EXERCISE PROMPT
Where a line of the data holds the word "text", copy that line.

PROVIDED RECORDS
//! Longest-match segmentation of answer text into tokens.

use crate::error::{Result, TingshuoError};
use crate::lexicon::Lexicon;
use crate::report::Token;
use std::sync::Arc;

/// Splits text into vocabulary words, falling back to single characters.
#[derive(Debug, Clone)]
pub struct Segmenter {
    lexicon: Arc<Lexicon>,
}

impl Segmenter {
    pub fn new(lexicon: Arc<Lexicon>) -> Self {
        Self { lexicon }
    }

    /// Segment `text` into tokens in reading order.
    ///
    /// At every position the longest vocabulary word starting there wins;
    /// otherwise the single character becomes a token. Whitespace separates
    /// tokens and is never part of one. Fails with `InvalidInput` when the
    /// text is empty after trimming.
    pub fn segment(&self, text: &str) -> Result<Vec<Token>> {
        if text.trim().is_empty() {
            return Err(TingshuoError::InvalidInput {
                message: "cannot segment empty text".to_string(),
            });
        }

        let chars: Vec<char> = text.chars().collect();
        let max_word = self.lexicon.max_word_chars();
        let mut tokens = Vec::new();
        let mut pos = 0;

        while pos < chars.len() {
            if chars[pos].is_whitespace() {
                pos += 1;
                continue;
            }

            let run = chars[pos..]
                .iter()
                .take_while(|c| !c.is_whitespace())
                .count();
            let mut len = 1;
            for candidate in (2..=max_word.min(run)).rev() {
                let word: String = chars[pos..pos + candidate].iter().collect();
                if self.lexicon.is_word(&word) {
                    len = candidate;
                    break;
                }
            }

            tokens.push(Token {
                text: chars[pos..pos + len].iter().collect(),
                index: tokens.len(),
                offset: pos,
            });
            pos += len;
        }

        log::debug!("Segmented {:?} into {} tokens", text, tokens.len());
        Ok(tokens)
    }
}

EXERCISE ANSWER
//! Longest-match segmentation of answer text into tokens.
/// Splits text into vocabulary words, falling back to single characters.
    /// Segment `text` into tokens in reading order.
    /// text is empty after trimming.
    pub fn segment(&self, text: &str) -> Result<Vec<Token>> {
        if text.trim().is_empty() {
                message: "cannot segment empty text".to_string(),
        let chars: Vec<char> = text.chars().collect();
                text: chars[pos..pos + len].iter().collect(),
        log::debug!("Segmented {:?} into {} tokens", text, tokens.len());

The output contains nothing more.